» Instructions to follow
Reading through the lines below, count those that include the string "false"; the answer is that number and nothing else.
Material shown section start
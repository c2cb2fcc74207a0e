//! Rectangle shape.

use super::{ShapeBase, ShapeError, ShapeTrait, SubType, check_corners, snap_to_square};
use kurbo::{Point, Rect};
use serde::{Deserialize, Serialize};

/// Axis-aligned (in its local frame) rectangle spanned by two corner points.
#[derive(Debug, Clone, PartialEq, Serialize, Deserialize)]
pub struct Rectangle {
    pub base: ShapeBase,
    /// The anchor corner, then the dragged corner once it exists.
    pub points: Vec<Point>,
}

impl Rectangle {
    /// Start a rectangle whose first corner is at `origin` in world space.
    pub fn new(subtype: SubType, origin: Point) -> Self {
        Self {
            base: ShapeBase::new(subtype, origin),
            points: vec![Point::ZERO],
        }
    }

    /// Create a completed rectangle from two world corners.
    pub fn from_corners(subtype: SubType, p1: Point, p2: Point) -> Self {
        Self {
            base: ShapeBase::new(subtype, p1),
            points: vec![Point::ZERO, Point::ZERO + (p2 - p1)],
        }
    }

    /// Local footprint.
    pub fn as_rect(&self) -> Rect {
        match self.points.as_slice() {
            [a, b, ..] => Rect::from_points(*a, *b),
            [a] => Rect::from_points(*a, *a),
            [] => Rect::ZERO,
        }
    }
}

impl ShapeTrait for Rectangle {
    fn base(&self) -> &ShapeBase {
        &self.base
    }

    fn base_mut(&mut self) -> &mut ShapeBase {
        &mut self.base
    }

    fn points(&self) -> &[Point] {
        &self.points
    }

    fn points_mut(&mut self) -> &mut Vec<Point> {
        &mut self.points
    }

    fn contains_local(&self, local: Point) -> bool {
        let rect = self.as_rect();
        local.x >= rect.x0 && local.x <= rect.x1 && local.y >= rect.y0 && local.y <= rect.y1
    }

    fn outline(&self) -> Vec<Point> {
        let r = self.as_rect();
        vec![
            Point::new(r.x0, r.y0),
            Point::new(r.x1, r.y0),
            Point::new(r.x1, r.y1),
            Point::new(r.x0, r.y1),
        ]
    }

    fn update_by_new_point(&mut self, local: Point, snap_to_axis: bool) {
        let anchor = self.points[0];
        let corner = if snap_to_axis {
            snap_to_square(anchor, local)
        } else {
            local
        };
        if self.points.len() < 2 {
            self.points.push(corner);
        } else {
            self.points[1] = corner;
        }
    }

    fn complete_drawing(&mut self) -> Result<(), ShapeError> {
        if !self.base.drawing {
            return Err(ShapeError::NotDrawing);
        }
        check_corners(&self.points)?;
        self.points.truncate(2);
        self.base.drawing = false;
        Ok(())
    }
}
//! Main application entry point.

use canvas3d_app::{App, AppConfig};
use std::path::PathBuf;
use std::process::ExitCode;

fn main() -> ExitCode {
    env_logger::init();
    log::info!("Starting Canvas3D");

    let config = match AppConfig::load() {
        Ok(config) => config,
        Err(e) => {
            log::error!("{e}");
            return ExitCode::FAILURE;
        }
    };
    let design = std::env::args_os().nth(1).map(PathBuf::from);

    match App::run(config, design) {
        Ok(()) => ExitCode::SUCCESS,
        Err(e) => {
            log::error!("Exiting: {e}");
            ExitCode::FAILURE
        }
    }
}
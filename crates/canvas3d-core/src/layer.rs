//! Layers of index-aligned shapes.

use crate::shapes::{PASTE_OFFSET, Shape, ShapeTrait};
use serde::{Deserialize, Serialize};

/// An ordered list of shapes.
///
/// The editor keeps every layer the same length, so index `i` refers to the
/// same logical shape in all of them.
#[derive(Debug, Clone, Default, PartialEq, Serialize, Deserialize)]
pub struct Layer {
    pub shapes: Vec<Shape>,
}

impl Layer {
    pub fn new() -> Self {
        Self::default()
    }

    pub fn len(&self) -> usize {
        self.shapes.len()
    }

    pub fn is_empty(&self) -> bool {
        self.shapes.is_empty()
    }

    pub fn select_all(&mut self) {
        for shape in &mut self.shapes {
            shape.set_selected(true);
        }
    }

    pub fn unselect_all(&mut self) {
        for shape in &mut self.shapes {
            shape.set_selected(false);
        }
    }

    /// Indices of the selected shapes, in order.
    pub fn selected_indices(&self) -> Vec<usize> {
        self.shapes
            .iter()
            .enumerate()
            .filter(|(_, s)| s.is_selected())
            .map(|(i, _)| i)
            .collect()
    }

    pub fn has_selection(&self) -> bool {
        self.shapes.iter().any(|s| s.is_selected())
    }

    /// Replace `buffer` with copies of the selected shapes.
    pub fn copy_selected_shapes(&self, buffer: &mut Vec<Shape>) {
        buffer.clear();
        buffer.extend(self.shapes.iter().filter(|s| s.is_selected()).cloned());
    }

    /// Append offset copies of `copied` with fresh ids, leaving only them selected.
    ///
    /// Returns the range of new indices.
    pub fn paste_copied_shapes(&mut self, copied: &[Shape]) -> std::ops::Range<usize> {
        self.unselect_all();
        let start = self.shapes.len();
        for shape in copied {
            let mut pasted = shape.with_new_id();
            pasted.translate(PASTE_OFFSET);
            pasted.set_selected(true);
            self.shapes.push(pasted);
        }
        start..self.shapes.len()
    }
}
//! Canvas3D Render Library
//!
//! Pass orchestration for the extruded scene: a geometry pass into a
//! G-buffer, an optional shadow-map refresh, one screen-space effect chosen
//! by [`RenderingMode`], a final composite and the flat line overlay. The GPU work is delegated to
//! a [`GpuBackend`]; the default backend uses wgpu.

pub mod hatching;
mod manager;
pub mod passes;
mod renderer;
mod rng;
pub mod ssao;
mod uniforms;

#[cfg(feature = "wgpu-backend")]
mod wgpu_impl;

pub use manager::RenderManager;
pub use passes::{Binding, DrawCall, PassDescriptor, Program, Resource, Target};
pub use renderer::{FrameStats, GpuBackend, RenderConfig, RenderResult, RendererError, RenderingMode};
pub use rng::SimpleRng;
pub use uniforms::{FrameUniforms, MAX_KERNEL_SIZE, PassUniforms};

#[cfg(feature = "wgpu-backend")]
pub use wgpu_impl::WgpuBackend;
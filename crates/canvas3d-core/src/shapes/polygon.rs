//! Polygon shape.

use super::{DEGENERATE_EPSILON, ShapeBase, ShapeError, ShapeTrait, SubType, snap_to_axis};
use kurbo::Point;
use serde::{Deserialize, Serialize};

/// Simple polygon built vertex by vertex.
#[derive(Debug, Clone, PartialEq, Serialize, Deserialize)]
pub struct Polygon {
    pub base: ShapeBase,
    pub points: Vec<Point>,
    /// Preview of the next vertex while drawing.
    #[serde(skip)]
    pub current_point: Option<Point>,
}

impl Polygon {
    /// Start a polygon whose first vertex is at `origin` in world space.
    pub fn new(subtype: SubType, origin: Point) -> Self {
        Self {
            base: ShapeBase::new(subtype, origin),
            points: vec![Point::ZERO],
            current_point: None,
        }
    }

    /// Create a completed polygon from world vertices.
    pub fn from_points(subtype: SubType, points: &[Point]) -> Self {
        let origin = points.first().copied().unwrap_or(Point::ZERO);
        Self {
            base: ShapeBase::new(subtype, origin),
            points: points.iter().map(|p| Point::ZERO + (*p - origin)).collect(),
            current_point: None,
        }
    }

    /// Twice the signed area of the local vertices.
    fn signed_area2(&self) -> f64 {
        let n = self.points.len();
        (0..n)
            .map(|i| {
                let a = self.points[i];
                let b = self.points[(i + 1) % n];
                a.x * b.y - b.x * a.y
            })
            .sum()
    }
}

impl ShapeTrait for Polygon {
    fn base(&self) -> &ShapeBase {
        &self.base
    }

    fn base_mut(&mut self) -> &mut ShapeBase {
        &mut self.base
    }

    fn points(&self) -> &[Point] {
        &self.points
    }

    fn points_mut(&mut self) -> &mut Vec<Point> {
        &mut self.points
    }

    /// Crossing-number test.
    fn contains_local(&self, local: Point) -> bool {
        let n = self.points.len();
        if n < 3 {
            return false;
        }
        let mut inside = false;
        let mut j = n - 1;
        for i in 0..n {
            let a = self.points[i];
            let b = self.points[j];
            if (a.y > local.y) != (b.y > local.y) {
                let x = a.x + (local.y - a.y) * (b.x - a.x) / (b.y - a.y);
                if local.x < x {
                    inside = !inside;
                }
            }
            j = i;
        }
        inside
    }

    fn outline(&self) -> Vec<Point> {
        let mut outline = self.points.clone();
        if self.signed_area2() < 0.0 {
            outline.reverse();
        }
        outline
    }

    /// While drawing, the placed vertices followed by the pending one.
    fn preview_outline(&self) -> (Vec<Point>, bool) {
        if !self.base.drawing {
            return (self.outline(), true);
        }
        let mut points = self.points.clone();
        points.extend(self.current_point);
        (points, false)
    }

    fn update_by_new_point(&mut self, local: Point, snap: bool) {
        let preview = match (snap, self.points.last()) {
            (true, Some(last)) => snap_to_axis(*last, local),
            _ => local,
        };
        self.current_point = Some(preview);
    }

    fn add_point(&mut self, local: Point) {
        if self.base.drawing {
            self.points.push(local);
        }
    }

    fn complete_drawing(&mut self) -> Result<(), ShapeError> {
        if !self.base.drawing {
            return Err(ShapeError::NotDrawing);
        }
        self.points
            .dedup_by(|a, b| (*a - *b).hypot() < DEGENERATE_EPSILON);
        // closing click on the first vertex
        if self.points.len() > 1
            && (self.points[0] - self.points[self.points.len() - 1]).hypot() < DEGENERATE_EPSILON
        {
            self.points.pop();
        }
        if self.points.len() < 3 {
            return Err(ShapeError::TooFewPoints {
                required: 3,
                actual: self.points.len(),
            });
        }
        if self.signed_area2().abs() < DEGENERATE_EPSILON {
            return Err(ShapeError::Degenerate);
        }
        self.current_point = None;
        self.base.drawing = false;
        Ok(())
    }
}
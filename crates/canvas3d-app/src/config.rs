//! Application configuration.

use canvas3d_render::{RenderConfig, RenderingMode};
use peniko::Color;
use serde::{Deserialize, Serialize};
use std::path::{Path, PathBuf};
use thiserror::Error;

/// Environment variable naming a configuration file.
pub const CONFIG_ENV: &str = "CANVAS3D_CONFIG";
/// Configuration file looked up in the working directory.
pub const CONFIG_FILE: &str = "canvas3d.json";

/// Configuration errors.
#[derive(Debug, Error)]
pub enum ConfigError {
    #[error("Failed to read {path}: {source}")]
    Io {
        path: PathBuf,
        source: std::io::Error,
    },
    #[error("Invalid configuration: {0}")]
    Json(#[from] serde_json::Error),
}

/// Parse a CSS hex colour like "#ff0000".
fn parse_color(s: &str) -> Option<Color> {
    let s = s.trim();
    let hex = s.strip_prefix('#')?;
    if hex.len() != 6 || !hex.is_ascii() {
        return None;
    }
    let r = u8::from_str_radix(&hex[0..2], 16).ok()?;
    let g = u8::from_str_radix(&hex[2..4], 16).ok()?;
    let b = u8::from_str_radix(&hex[4..6], 16).ok()?;
    Some(Color::from_rgba8(r, g, b, 255))
}

/// Application configuration.
///
/// Every field is optional in the JSON file; missing ones keep their default.
#[derive(Debug, Clone, PartialEq, Serialize, Deserialize)]
#[serde(default)]
pub struct AppConfig {
    pub title: String,
    pub width: u32,
    pub height: u32,
    /// Clear colour as "#rrggbb".
    pub background: String,
    /// One of basic, ssao, line, hatching, sketchy, contour.
    pub rendering_mode: String,
    pub shadow_map_size: u32,
    pub ssao_kernel_size: usize,
    pub ssao_radius: f32,
    pub ssao_power: f32,
    pub history_capacity: usize,
}

impl Default for AppConfig {
    fn default() -> Self {
        let render = RenderConfig::default();
        Self {
            title: "Canvas 3D".to_string(),
            width: 1280,
            height: 800,
            background: "#ffffff".to_string(),
            rendering_mode: RenderingMode::default().name().to_string(),
            shadow_map_size: render.shadow_map_size,
            ssao_kernel_size: render.ssao_kernel_size,
            ssao_radius: render.ssao_radius,
            ssao_power: render.ssao_power,
            history_capacity: canvas3d_core::history::DEFAULT_HISTORY_CAPACITY,
        }
    }
}

impl AppConfig {
    pub fn from_json(json: &str) -> Result<Self, ConfigError> {
        Ok(serde_json::from_str(json)?)
    }

    pub fn from_path(path: &Path) -> Result<Self, ConfigError> {
        let json = std::fs::read_to_string(path).map_err(|source| ConfigError::Io {
            path: path.to_path_buf(),
            source,
        })?;
        Self::from_json(&json)
    }

    /// Load from `$CANVAS3D_CONFIG`, else `canvas3d.json` if present, else
    /// defaults.
    pub fn load() -> Result<Self, ConfigError> {
        if let Some(path) = std::env::var_os(CONFIG_ENV) {
            let path = PathBuf::from(path);
            log::info!("Loading configuration from {}", path.display());
            return Self::from_path(&path);
        }
        let path = Path::new(CONFIG_FILE);
        if path.exists() {
            log::info!("Loading configuration from {CONFIG_FILE}");
            return Self::from_path(path);
        }
        Ok(Self::default())
    }

    pub fn background_color(&self) -> Color {
        parse_color(&self.background).unwrap_or_else(|| {
            log::warn!("Invalid background colour {:?}, using white", self.background);
            Color::WHITE
        })
    }

    pub fn rendering_mode(&self) -> RenderingMode {
        RenderingMode::from_name(&self.rendering_mode).unwrap_or_else(|| {
            log::warn!("Unknown rendering mode {:?}", self.rendering_mode);
            RenderingMode::default()
        })
    }

    /// The renderer-facing subset.
    pub fn render_config(&self) -> RenderConfig {
        RenderConfig {
            shadow_map_size: self.shadow_map_size,
            ssao_kernel_size: self.ssao_kernel_size,
            ssao_radius: self.ssao_radius,
            ssao_power: self.ssao_power,
            background: self.background_color(),
        }
    }
}

#[cfg(test)]
mod tests {
    use super::*;

    #[test]
    fn test_missing_fields_keep_defaults() {
        let config = AppConfig::from_json(r#"{ "width": 640, "rendering_mode": "Hatching" }"#)
            .expect("parse");
        assert_eq!(config.width, 640);
        assert_eq!(config.height, AppConfig::default().height);
        assert_eq!(config.rendering_mode(), RenderingMode::Hatching);
        assert_eq!(config.render_config(), RenderConfig::default());
    }

    #[test]
    fn test_invalid_values_fall_back() {
        let config = AppConfig::from_json(r#"{ "background": "navy", "rendering_mode": "toon" }"#)
            .expect("parse");
        assert_eq!(config.background_color(), Color::WHITE);
        assert_eq!(config.rendering_mode(), RenderingMode::Basic);
    }

    #[test]
    fn test_background_parsed() {
        let config = AppConfig {
            background: "#ff8000".to_string(),
            ..AppConfig::default()
        };
        assert_eq!(config.background_color(), Color::from_rgba8(255, 128, 0, 255));
        assert!(parse_color("#ff80").is_none());
    }

    #[test]
    fn test_malformed_json_is_an_error() {
        assert!(matches!(
            AppConfig::from_json("{ width: 1 }"),
            Err(ConfigError::Json(_))
        ));
    }

    #[test]
    fn test_from_path() {
        let dir = tempfile::tempdir().expect("tempdir");
        let path = dir.path().join(CONFIG_FILE);
        std::fs::write(&path, r#"{ "title": "Test", "ssao_kernel_size": 16 }"#).expect("write");
        let config = AppConfig::from_path(&path).expect("load");
        assert_eq!(config.title, "Test");
        assert_eq!(config.render_config().ssao_kernel_size, 16);

        let missing = AppConfig::from_path(&dir.path().join("missing.json"));
        assert!(matches!(missing, Err(ConfigError::Io { .. })));
    }
}
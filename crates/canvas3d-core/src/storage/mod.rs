//! Persistence of designs as XML files.

mod xml;

pub use xml::{from_xml, to_xml};

use crate::layer::Layer;
use std::fs;
use std::path::Path;
use thiserror::Error;

/// Version written into saved designs.
pub const FORMAT_VERSION: &str = "1.0";

/// Storage errors.
#[derive(Debug, Error)]
pub enum StorageError {
    #[error("IO error: {0}")]
    Io(#[from] std::io::Error),
    #[error("XML error: {0}")]
    Xml(String),
    #[error("Invalid file format: root element is '{0}', expected 'design'")]
    InvalidRoot(String),
    #[error("Invalid shape: {0}")]
    InvalidShape(String),
    #[error("Invalid number in attribute '{attribute}': '{value}'")]
    InvalidNumber { attribute: String, value: String },
    #[error("Invalid document: {0}")]
    InvalidDocument(String),
}

/// Result type for storage operations.
pub type StorageResult<T> = Result<T, StorageError>;

/// Attributes of the `design` root element.
#[derive(Debug, Clone, PartialEq, Eq)]
pub struct DesignMetadata {
    pub author: String,
    pub version: String,
    /// Save date as `MM/dd/yyyy`.
    pub date: String,
}

impl DesignMetadata {
    /// Metadata stamped with today's date.
    pub fn now(author: &str) -> Self {
        Self {
            author: author.to_string(),
            version: FORMAT_VERSION.to_string(),
            date: chrono::Local::now().format("%m/%d/%Y").to_string(),
        }
    }
}

/// A parsed design: metadata plus the ordered layers.
#[derive(Debug, Clone)]
pub struct Design {
    pub metadata: DesignMetadata,
    pub layers: Vec<Layer>,
}

/// Write a design to `path`.
pub fn save_design(path: &Path, design: &Design) -> StorageResult<()> {
    fs::write(path, to_xml(design))?;
    log::info!(
        "Saved {} layers to {}",
        design.layers.len(),
        path.display()
    );
    Ok(())
}

/// Read and fully validate a design from `path`.
pub fn load_design(path: &Path) -> StorageResult<Design> {
    let text = fs::read_to_string(path)?;
    let design = from_xml(&text)?;
    log::info!(
        "Loaded {} layers from {}",
        design.layers.len(),
        path.display()
    );
    Ok(design)
}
Material shown section end
» Problem solution
6